The National Network to End Domestic Violence
The Safety Net Project
Refuge Tech Safety
The hardest computer to infect with something malicious is a Chromebook. Guest Mode in a Chromebook guarantees that no extra software is/can be installed. It can be used to access any webmail system, such as secure email from ProtonMail and Tutanota. Do not use the Chromebook with a NextDNS account as NextDNS offers logging. See the section on Chromebooks for setting DNS system-wide.
Start using ProtonMail for email. Messages between two ProtonMail customers are end-to-end encrypted. It has a free tier.
There are more secure versions of Android. In the Android topic, see the sub-section on Replacing Android, for an overview of LineageOS, GrapheneOS and /e/ OS.
Listen to The PRIVACY, SECURITY, & OSINT Show, a podcast by Michael Bazzell. He is in the extreme privacy business and has written a book on the subject.

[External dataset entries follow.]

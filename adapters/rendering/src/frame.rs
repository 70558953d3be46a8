//! Event-driven repainting of the canvas layers.

use trailgrid_core::{Event, FovBounds, PixelPoint};
use trailgrid_world::Session;

use crate::{ImageLoader, Layer, MapImage, Painter, Rect, RenderingError, SurfaceSource};

/// Position and animation state of the grid container inside its wrapper.
#[derive(Clone, Copy, Debug, PartialEq)]
pub struct Viewport {
    /// Offset of the container's top-left corner.
    pub offset: PixelPoint,
    /// Whether offset changes should animate.
    pub transitions_enabled: bool,
}

impl Default for Viewport {
    fn default() -> Self {
        Self {
            offset: PixelPoint::new(0.0, 0.0),
            transitions_enabled: true,
        }
    }
}

#[derive(Clone, Copy, Debug, PartialEq)]
enum MaskUpdate {
    Unchanged,
    Clear,
    Window(FovBounds),
}

/// Tracks which layers are stale and repaints them on demand.
#[derive(Clone, Debug)]
pub struct FrameRenderer {
    painter: Painter,
    map: Option<MapImage>,
    viewport: Viewport,
    primary_stale: bool,
    mask: MaskUpdate,
}

impl FrameRenderer {
    /// Creates a renderer whose first frame repaints the primary layer.
    #[must_use]
    pub fn new(painter: Painter) -> Self {
        Self {
            painter,
            map: None,
            viewport: Viewport::default(),
            primary_stale: true,
            mask: MaskUpdate::Unchanged,
        }
    }

    /// Latest viewport state reported by the session.
    #[must_use]
    pub const fn viewport(&self) -> Viewport {
        self.viewport
    }

    /// Loads the map background drawn beneath the grid.
    pub fn load_map<L>(&mut self, loader: &L, location: &str) -> Result<(), RenderingError>
    where
        L: ImageLoader + ?Sized,
    {
        self.map = Some(loader.load(location)?);
        self.primary_stale = true;
        Ok(())
    }

    /// Whether any layer needs repainting.
    #[must_use]
    pub fn is_stale(&self) -> bool {
        self.primary_stale || self.mask != MaskUpdate::Unchanged
    }

    /// Folds session events into the pending repaint work.
    pub fn observe(&mut self, events: &[Event]) {
        for event in events {
            match event {
                Event::SessionStarted { .. }
                | Event::MarkersPlaced { .. }
                | Event::PlayerMoved { .. }
                | Event::WalkableChanged { .. }
                | Event::MarkerReached { .. }
                | Event::SessionCleared => self.primary_stale = true,
                Event::VisibilityChanged { bounds } => {
                    self.mask = bounds.map_or(MaskUpdate::Clear, MaskUpdate::Window);
                    self.primary_stale = true;
                }
                Event::ViewportMoved { offset } => self.viewport.offset = *offset,
                Event::ViewportTransitionChanged { enabled } => {
                    self.viewport.transitions_enabled = *enabled;
                }
                Event::IntroFocused { .. }
                | Event::IntroFinished
                | Event::ScoreChanged { .. }
                | Event::DragAttached
                | Event::DragDetached
                | Event::GameCompleted { .. }
                | Event::PastGameCleared => {}
            }
        }
    }

    /// Repaints every stale layer.
    pub fn render<S>(&mut self, source: &mut S, session: &Session) -> Result<(), RenderingError>
    where
        S: SurfaceSource + ?Sized,
    {
        if self.primary_stale {
            let surface = source.acquire(Layer::Primary)?;
            let canvas = Rect::from_size(surface.size());
            surface.clear_rect(canvas);
            if let Some(map) = &self.map {
                self.painter.paint_map(surface, map);
            }
            self.painter.paint_grid(surface);
            self.painter.paint_paths(surface, session);
            self.painter.paint_exits(surface, session);
            self.painter.paint_walkable(surface, session);
            self.painter.paint_markers(surface, session)?;
            self.painter.paint_player(surface, session);
            self.primary_stale = false;
        }

        match self.mask {
            MaskUpdate::Unchanged => {}
            MaskUpdate::Clear => {
                let surface = source.acquire(Layer::Mask)?;
                self.painter.clear_visibility_mask(surface);
            }
            MaskUpdate::Window(bounds) => {
                let surface = source.acquire(Layer::Mask)?;
                self.painter.paint_visibility_mask(surface, bounds);
            }
        }
        self.mask = MaskUpdate::Unchanged;
        Ok(())
    }
}
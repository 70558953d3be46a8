use std::time::Duration;

use trailgrid_core::{
    CompletedGame, Event, FovExtent, GameConfig, IntroConfig, MarkerKind, NodeIndex, NodeLabel,
    NodesData, PixelPoint, PixelSize, PointerEvent, DEFAULT_STARTING_SCORE,
};
use trailgrid_world::{query, Phase, Session, SessionError};

const START: NodeIndex = NodeIndex::new(1);
const EXIT: NodeIndex = NodeIndex::new(100);

fn node(value: u32) -> NodeIndex {
    NodeIndex::new(value)
}

/// 10x10 grid with a wall down column 5 that leaves the top and bottom rows open.
fn config_with_exits(exits: &[u32]) -> GameConfig {
    let paths = (1..=100)
        .filter(|n| !exits.contains(n))
        .filter(|n| {
            let row = (n - 1) / 10 + 1;
            let column = (n - 1) % 10 + 1;
            !(column == 5 && (2..=9).contains(&row))
        })
        .map(NodeIndex::new)
        .collect();

    GameConfig {
        width: 500.0,
        height: 500.0,
        rows: 10,
        cols: 10,
        start_node: START,
        nodes: NodesData {
            paths,
            exits: exits.iter().copied().map(NodeIndex::new).collect(),
        },
        fov: Some(FovExtent { rows: 4, cols: 4 }),
        intro: None,
        starting_score: DEFAULT_STARTING_SCORE,
        map_image: None,
    }
}

fn config() -> GameConfig {
    config_with_exits(&[100])
}

fn started(seed: u64) -> Session {
    let mut session = Session::new(config()).expect("valid config");
    let _ = session.place(PixelSize::new(200.0, 200.0));
    let _ = session.start(seed);
    session
}

fn state(session: &Session) -> &trailgrid_world::GameState {
    query::current(session).expect("game in progress")
}

#[test]
fn start_places_player_and_markers_without_charging() {
    let mut session = Session::new(config()).expect("valid config");
    let events = session.start(1);

    assert!(matches!(
        events.first(),
        Some(Event::SessionStarted {
            seed: 1,
            starting_score: 300
        })
    ));
    assert!(events.iter().any(|event| matches!(
        event,
        Event::PlayerMoved {
            from: None,
            hidden: true,
            ..
        }
    )));
    assert!(events.contains(&Event::DragAttached));

    let state = state(&session);
    assert_eq!(query::phase(&session), Phase::Active);
    assert_eq!(state.player().map(|player| player.node), Some(START));
    assert_eq!(state.score(), 300);
    assert_eq!(state.moves(), 0);
    assert_eq!(state.markers().len(), 20);
    assert!(query::is_drag_attached(&session));
}

#[test]
fn markers_are_reproduced_after_forfeit() {
    let mut session = started(1);
    let first = state(&session).markers().to_vec();
    assert_eq!(first[0].node, node(26));
    assert_eq!(first[0].kind, MarkerKind::Penalty);

    let _ = session.forfeit();
    let _ = session.start(1);
    assert_eq!(state(&session).markers(), first.as_slice());

    let _ = session.start(123_456_789);
    assert_eq!(state(&session).markers().len(), 51);
}

#[test]
fn walkable_set_follows_the_player() {
    let mut session = started(1);
    let walkable: Vec<u32> = state(&session).walkable().iter().map(|n| n.get()).collect();
    assert_eq!(walkable, vec![2, 11, 12]);
    assert!(query::is_walkable_path(&session, node(12)));
    assert!(!query::is_walkable_path(&session, node(13)));

    let _ = session.move_to(node(14));
    // column 5 below row 1 is wall, so only the row above and the left side open up
    let walkable: Vec<u32> = state(&session).walkable().iter().map(|n| n.get()).collect();
    assert_eq!(walkable, vec![3, 4, 5, 13, 23, 24]);
}

#[test]
fn move_costs_and_marker_rewards_are_applied_once() {
    let mut session = started(1);

    let plain = state(&session)
        .walkable()
        .iter()
        .copied()
        .find(|candidate| query::node_mark(&session, *candidate).is_none())
        .expect("an unmarked neighbour");
    let _ = session.move_to(plain);
    assert_eq!(state(&session).score(), 290);
    assert_eq!(state(&session).moves(), 1);

    let reward = state(&session)
        .markers()
        .iter()
        .find(|marker| marker.kind == MarkerKind::Reward)
        .copied()
        .expect("a reward marker");
    let events = session.move_to(reward.node);
    assert!(events.contains(&Event::MarkerReached { marker: reward }));
    assert_eq!(state(&session).score(), 380);
    assert_eq!(state(&session).rewards(), 1);
    assert_eq!(query::node_mark(&session, reward.node), None);

    let _ = session.move_to(plain);
    let events = session.move_to(reward.node);
    assert!(!events
        .iter()
        .any(|event| matches!(event, Event::MarkerReached { .. })));
    assert_eq!(state(&session).score(), 360);
    assert_eq!(state(&session).rewards(), 1);
    assert_eq!(state(&session).moves(), 4);
    assert_eq!(
        state(&session).reached_markers().collect::<Vec<_>>(),
        vec![reward.node]
    );
}

#[test]
fn penalty_marker_subtracts_points() {
    let mut session = started(1);
    let penalty = state(&session).markers()[0];
    assert_eq!(penalty.kind, MarkerKind::Penalty);

    let _ = session.move_to(penalty.node);
    assert_eq!(state(&session).score(), 240);
    assert_eq!(state(&session).penalties(), 1);
}

#[test]
fn fov_window_is_clipped_to_grid() {
    let mut session = started(1);
    let bounds = state(&session).fov_bounds().expect("fov configured");
    assert_eq!((bounds.top, bounds.bottom, bounds.left, bounds.right), (0, 5, 0, 5));

    assert_eq!(query::is_in_fov(&session, node(5)), Ok(true));
    assert_eq!(query::is_in_fov(&session, node(6)), Ok(false));
    assert_eq!(query::is_in_fov(&session, node(51)), Ok(false));

    let _ = session.move_to(node(99));
    let bounds = state(&session).fov_bounds().expect("fov configured");
    assert_eq!(bounds.bottom, 10);
    assert_eq!(bounds.right, 10);
    assert_eq!(query::is_in_fov(&session, node(1)), Ok(false));
    assert_eq!(query::is_in_fov(&session, node(100)), Ok(true));
}

#[test]
fn everything_is_visible_without_fov() {
    let mut config = config();
    config.fov = None;
    let mut session = Session::new(config).expect("valid config");
    assert_eq!(query::is_in_fov(&session, node(77)), Ok(true));

    let events = session.start(3);
    assert!(events.contains(&Event::VisibilityChanged { bounds: None }));
    assert_eq!(query::is_in_fov(&session, node(77)), Ok(true));
    assert_eq!(state(&session).fov_bounds(), None);
}

#[test]
fn reaching_an_exit_snapshots_prior_counters() {
    let mut session = started(1);
    let _ = session.move_to(node(2));
    let _ = session.move_to(node(3));
    let _ = session.move_to(node(90));

    let before = state(&session);
    let expected = CompletedGame {
        starting_score: 300,
        score: before.score(),
        rewards: before.rewards(),
        penalties: before.penalties(),
        moves: before.moves(),
        seed: 1,
    };
    assert_eq!(query::reachable_exits(&session), vec![EXIT]);

    let events = session.move_to(EXIT);
    assert!(events.contains(&Event::GameCompleted { game: expected }));
    assert!(events.contains(&Event::SessionCleared));
    assert!(events.contains(&Event::DragDetached));
    assert_eq!(query::past(&session), Some(&expected));
    assert!(query::current(&session).is_none());
    assert_eq!(query::phase(&session), Phase::Finished);
    assert!(!query::is_drag_attached(&session));
}

#[test]
fn idle_session_ignores_move_and_forfeit() {
    let mut session = Session::new(config()).expect("valid config");
    assert!(session.move_to(node(2)).is_empty());
    assert!(session.forfeit().is_empty());
    assert!(session.clear_past_game().is_empty());
    assert_eq!(query::phase(&session), Phase::NotStarted);
}

#[test]
fn forfeit_clears_state_and_recenters_grid() {
    let mut session = started(9);
    let _ = session.move_to(node(12));
    let events = session.forfeit();

    assert_eq!(
        events,
        vec![
            Event::DragDetached,
            Event::SessionCleared,
            Event::VisibilityChanged { bounds: None },
            Event::ViewportMoved {
                offset: PixelPoint::new(-150.0, -150.0),
            },
        ]
    );
    assert!(query::current(&session).is_none());
    assert!(query::past(&session).is_none());
    assert_eq!(query::phase(&session), Phase::NotStarted);
}

#[test]
fn past_game_is_cleared_explicitly_or_by_new_start() {
    let mut session = started(1);
    let _ = session.move_to(EXIT);
    assert!(query::past(&session).is_some());
    assert_eq!(session.clear_past_game(), vec![Event::PastGameCleared]);
    assert!(query::past(&session).is_none());

    let _ = session.start(2);
    let _ = session.move_to(EXIT);
    let events = session.start(3);
    assert_eq!(events[0], Event::PastGameCleared);
    assert!(query::past(&session).is_none());
    assert_eq!(query::phase(&session), Phase::Active);
}

#[test]
fn intro_tours_exits_before_play() {
    let mut config = config_with_exits(&[100, 10]);
    config.intro = Some(IntroConfig { pause_ms: 500 });
    let mut session = Session::new(config).expect("valid config");
    let _ = session.place(PixelSize::new(200.0, 200.0));

    let events = session.start(5);
    assert!(events.contains(&Event::IntroFocused { node: EXIT }));
    assert_eq!(query::phase(&session), Phase::Intro);
    assert!(state(&session).player().is_none());
    assert_eq!(query::is_in_fov(&session, node(55)), Ok(true));
    assert!(session.move_to(node(2)).is_empty());
    assert!(!query::is_drag_attached(&session));

    assert!(session.tick(Duration::from_millis(499)).is_empty());
    let events = session.tick(Duration::from_millis(1));
    assert_eq!(events[0], Event::IntroFocused { node: node(10) });
    assert_eq!(query::phase(&session), Phase::Intro);

    let events = session.tick(Duration::from_millis(500));
    assert_eq!(events[0], Event::IntroFinished);
    assert!(events
        .iter()
        .any(|event| matches!(event, Event::MarkersPlaced { .. })));
    assert_eq!(query::phase(&session), Phase::Active);
    assert_eq!(state(&session).player().map(|player| player.node), Some(START));
    assert_eq!(state(&session).moves(), 0);
    assert!(query::is_drag_attached(&session));
}

#[test]
fn forfeit_mid_intro_cancels_remaining_steps() {
    let mut config = config();
    config.intro = Some(IntroConfig { pause_ms: 250 });
    let mut session = Session::new(config).expect("valid config");

    let _ = session.start(5);
    let events = session.forfeit();
    assert!(events.contains(&Event::SessionCleared));
    assert!(!events.contains(&Event::DragDetached));

    assert!(session.tick(Duration::from_secs(5)).is_empty());
    assert_eq!(query::phase(&session), Phase::NotStarted);
}

#[test]
fn zero_pause_intro_completes_immediately() {
    let mut config = config();
    config.intro = Some(IntroConfig { pause_ms: 0 });
    let mut session = Session::new(config).expect("valid config");

    let events = session.start(5);
    assert!(events.contains(&Event::IntroFinished));
    assert_eq!(query::phase(&session), Phase::Active);
}

#[test]
fn intro_without_exits_still_reports_finished() {
    let mut config = config_with_exits(&[]);
    config.intro = Some(IntroConfig { pause_ms: 500 });
    let mut session = Session::new(config).expect("valid config");

    let events = session.start(5);
    assert!(!events
        .iter()
        .any(|event| matches!(event, Event::IntroFocused { .. })));
    let finished = events
        .iter()
        .position(|event| *event == Event::IntroFinished)
        .expect("intro finished");
    assert!(events[finished..]
        .iter()
        .any(|event| matches!(event, Event::MarkersPlaced { .. })));
    assert_eq!(query::phase(&session), Phase::Active);
}

#[test]
fn nodes_by_label_resolves_positions() {
    let session = Session::new(config_with_exits(&[100, 10])).expect("valid config");
    let exits = query::nodes_by_label(&session, NodeLabel::Exits);
    assert_eq!(exits.len(), 2);
    assert_eq!((exits[0].row, exits[0].column), (10, 10));
    assert_eq!((exits[0].x, exits[0].y), (450.0, 450.0));
    assert_eq!((exits[1].row, exits[1].column), (1, 10));

    let paths = query::nodes_by_label(&session, NodeLabel::Paths);
    assert_eq!(paths.len(), config_with_exits(&[100, 10]).nodes.paths.len());
}

#[test]
fn drawable_paths_exclude_exits_and_player() {
    let session = started(1);
    assert!(!query::is_drawable_path(&session, START));
    assert!(!query::is_drawable_path(&session, EXIT));
    assert!(query::is_drawable_path(&session, node(2)));
}

#[test]
fn drag_pans_only_while_active() {
    let mut session = Session::new(config()).expect("valid config");
    let _ = session.place(PixelSize::new(200.0, 200.0));
    let mut source = vec![
        PointerEvent::Down {
            position: PixelPoint::new(100.0, 100.0),
        },
        PointerEvent::Move {
            position: PixelPoint::new(0.0, 0.0),
        },
        PointerEvent::Up,
    ]
    .into_iter();
    let mut pointer = Scripted(&mut source);
    assert!(session.pump_pointer(&mut pointer).is_empty());

    let _ = session.start(1);
    let before = query::camera_offset(&session);
    let _ = session.pump_pointer(&mut Scripted(
        &mut vec![
            PointerEvent::Down {
                position: PixelPoint::new(300.0, 300.0),
            },
            PointerEvent::Move {
                position: PixelPoint::new(190.0, 240.0),
            },
            PointerEvent::Cancel,
        ]
        .into_iter(),
    ));
    let after = query::camera_offset(&session);
    assert_eq!(after.x, before.x - 100.0);
    assert_eq!(after.y, before.y - 50.0);
}

struct Scripted<'a>(&'a mut std::vec::IntoIter<PointerEvent>);

impl trailgrid_system_camera::PointerSource for Scripted<'_> {
    fn next_event(&mut self) -> Option<PointerEvent> {
        self.0.next()
    }
}

#[test]
fn starting_score_is_configurable() {
    let mut config = config();
    config.starting_score = 1_000;
    let mut session = Session::new(config).expect("valid config");
    let _ = session.start(1);
    assert_eq!(state(&session).starting_score(), 1_000);
    assert_eq!(state(&session).score(), 1_000);
}

#[test]
fn invalid_config_is_rejected() {
    let mut config = config();
    config.start_node = node(101);
    assert!(matches!(
        Session::new(config),
        Err(SessionError::Config(_))
    ));
}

An app that lets you create a new profile/personality (new email address and new phone number) is MySudo. You can send and receive calls, texts and emails from the MySudo app. It runs on iOS and Android. There is a limited free account. Pricing starts at $1/month.
Every now and then turn your phone off (really OFF) and then back on a minute later. While every operating system benefits from a clean boot/startup, if you are targeted by bad guys, certain malicious stuff might be removed when the device is powered off. This applies to routers too.